### WHAT IS EXPECTED
Would you retype the whole listing exactly?

*** Begin section ***

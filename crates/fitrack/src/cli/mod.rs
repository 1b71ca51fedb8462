//! # CLI Layer
//!
//! This module is **one possible UI client** for fitrack.
//!
//! The CLI layer is the **only** place in the codebase that:
//! - Knows about terminal I/O (stdout, stderr)
//! - Handles argument parsing
//! - Applies the login gates
//! - Formats output for human consumption
//!
//! ## Module Structure
//!
//! - `setup`: Argument parsing via clap
//! - `commands`: Context setup, logging, dispatch and per-command handlers
//! - `auth`: The admin login placeholder
//! - `render`: Grid tables, summaries and colored messages

mod auth;
mod commands;
mod render;
pub mod setup;

pub use commands::run;
//! # Data Directory Resolution
//!
//! All collections and the config file live in one data directory,
//! resolved during [`initialize`]:
//!
//! 1. `data_override` (the CLI's `--data` flag) → used as-is.
//! 2. `FITRACK_DATA_DIR` environment variable → used as-is.
//! 3. Otherwise the OS-appropriate data directory (via the `directories` crate).
//!
//! The directory is not created here; the store creates it on first write.

use crate::api::FitrackApi;
use crate::config::{FitrackConfig, APP_NAME, CONFIG_FILE};
use crate::error::{FitrackError, Result};
use crate::store::fs::FileStore;
use clapfig::{Clapfig, SearchPath};
use directories::ProjectDirs;
use std::path::PathBuf;
use tracing::{debug, warn};

pub const DATA_DIR_ENV: &str = "FITRACK_DATA_DIR";

pub struct FitrackContext {
    pub api: FitrackApi<FileStore>,
    pub config: FitrackConfig,
    pub data_dir: PathBuf,
}

pub fn resolve_data_dir(data_override: Option<PathBuf>) -> Result<PathBuf> {
    if let Some(path) = data_override {
        return Ok(path);
    }
    if let Some(path) = std::env::var_os(DATA_DIR_ENV) {
        return Ok(PathBuf::from(path));
    }
    ProjectDirs::from("com", "fitrack", "fitrack")
        .map(|dirs| dirs.data_dir().to_path_buf())
        .ok_or_else(|| {
            FitrackError::Config(format!(
                "Could not determine a data directory; set {} or pass --data",
                DATA_DIR_ENV
            ))
        })
}

/// Initialize the fitrack context: data directory, config and file store.
///
/// An unreadable config file is reported and replaced by defaults.
pub fn initialize(data_override: Option<PathBuf>) -> Result<FitrackContext> {
    let data_dir = resolve_data_dir(data_override)?;
    debug!(data_dir = %data_dir.display(), "resolved data directory");

    let config: FitrackConfig = Clapfig::builder()
        .app_name(APP_NAME)
        .file_name(CONFIG_FILE)
        .search_paths(vec![SearchPath::Path(data_dir.clone())])
        .load()
        .unwrap_or_else(|e| {
            warn!(error = %e, "ignoring invalid config, using defaults");
            FitrackConfig::default()
        });

    let store = FileStore::new(data_dir.clone()).with_indent(config.json_indent);
    Ok(FitrackContext {
        api: FitrackApi::new(store),
        config,
        data_dir,
    })
}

*** End section ***

### EXPECTED ANSWER
filename crates/fitrack/src/cli/mod.rs
repository 1b71ca51fedb8462
//! # CLI Layer
//!
//! This module is **one possible UI client** for fitrack.
//!
//! The CLI layer is the **only** place in the codebase that:
//! - Knows about terminal I/O (stdout, stderr)
//! - Handles argument parsing
//! - Applies the login gates
//! - Formats output for human consumption
//!
//! ## Module Structure
//!
//! - `setup`: Argument parsing via clap
//! - `commands`: Context setup, logging, dispatch and per-command handlers
//! - `auth`: The admin login placeholder
//! - `render`: Grid tables, summaries and colored messages

mod auth;
mod commands;
mod render;
pub mod setup;

pub use commands::run;
//! # Data Directory Resolution
//!
//! All collections and the config file live in one data directory,
//! resolved during [`initialize`]:
//!
//! 1. `data_override` (the CLI's `--data` flag) → used as-is.
//! 2. `FITRACK_DATA_DIR` environment variable → used as-is.
//! 3. Otherwise the OS-appropriate data directory (via the `directories` crate).
//!
//! The directory is not created here; the store creates it on first write.

use crate::api::FitrackApi;
use crate::config::{FitrackConfig, APP_NAME, CONFIG_FILE};
use crate::error::{FitrackError, Result};
use crate::store::fs::FileStore;
use clapfig::{Clapfig, SearchPath};
use directories::ProjectDirs;
use std::path::PathBuf;
use tracing::{debug, warn};

pub const DATA_DIR_ENV: &str = "FITRACK_DATA_DIR";

pub struct FitrackContext {
    pub api: FitrackApi<FileStore>,
    pub config: FitrackConfig,
    pub data_dir: PathBuf,
}

pub fn resolve_data_dir(data_override: Option<PathBuf>) -> Result<PathBuf> {
    if let Some(path) = data_override {
        return Ok(path);
    }
    if let Some(path) = std::env::var_os(DATA_DIR_ENV) {
        return Ok(PathBuf::from(path));
    }
    ProjectDirs::from("com", "fitrack", "fitrack")
        .map(|dirs| dirs.data_dir().to_path_buf())
        .ok_or_else(|| {
            FitrackError::Config(format!(
                "Could not determine a data directory; set {} or pass --data",
                DATA_DIR_ENV
            ))
        })
}

/// Initialize the fitrack context: data directory, config and file store.
///
/// An unreadable config file is reported and replaced by defaults.
pub fn initialize(data_override: Option<PathBuf>) -> Result<FitrackContext> {
    let data_dir = resolve_data_dir(data_override)?;
    debug!(data_dir = %data_dir.display(), "resolved data directory");

    let config: FitrackConfig = Clapfig::builder()
        .app_name(APP_NAME)
        .file_name(CONFIG_FILE)
        .search_paths(vec![SearchPath::Path(data_dir.clone())])
        .load()
        .unwrap_or_else(|e| {
            warn!(error = %e, "ignoring invalid config, using defaults");
            FitrackConfig::default()
        });

    let store = FileStore::new(data_dir.clone()).with_indent(config.json_indent);
    Ok(FitrackContext {
        api: FitrackApi::new(store),
        config,
        data_dir,
    })
}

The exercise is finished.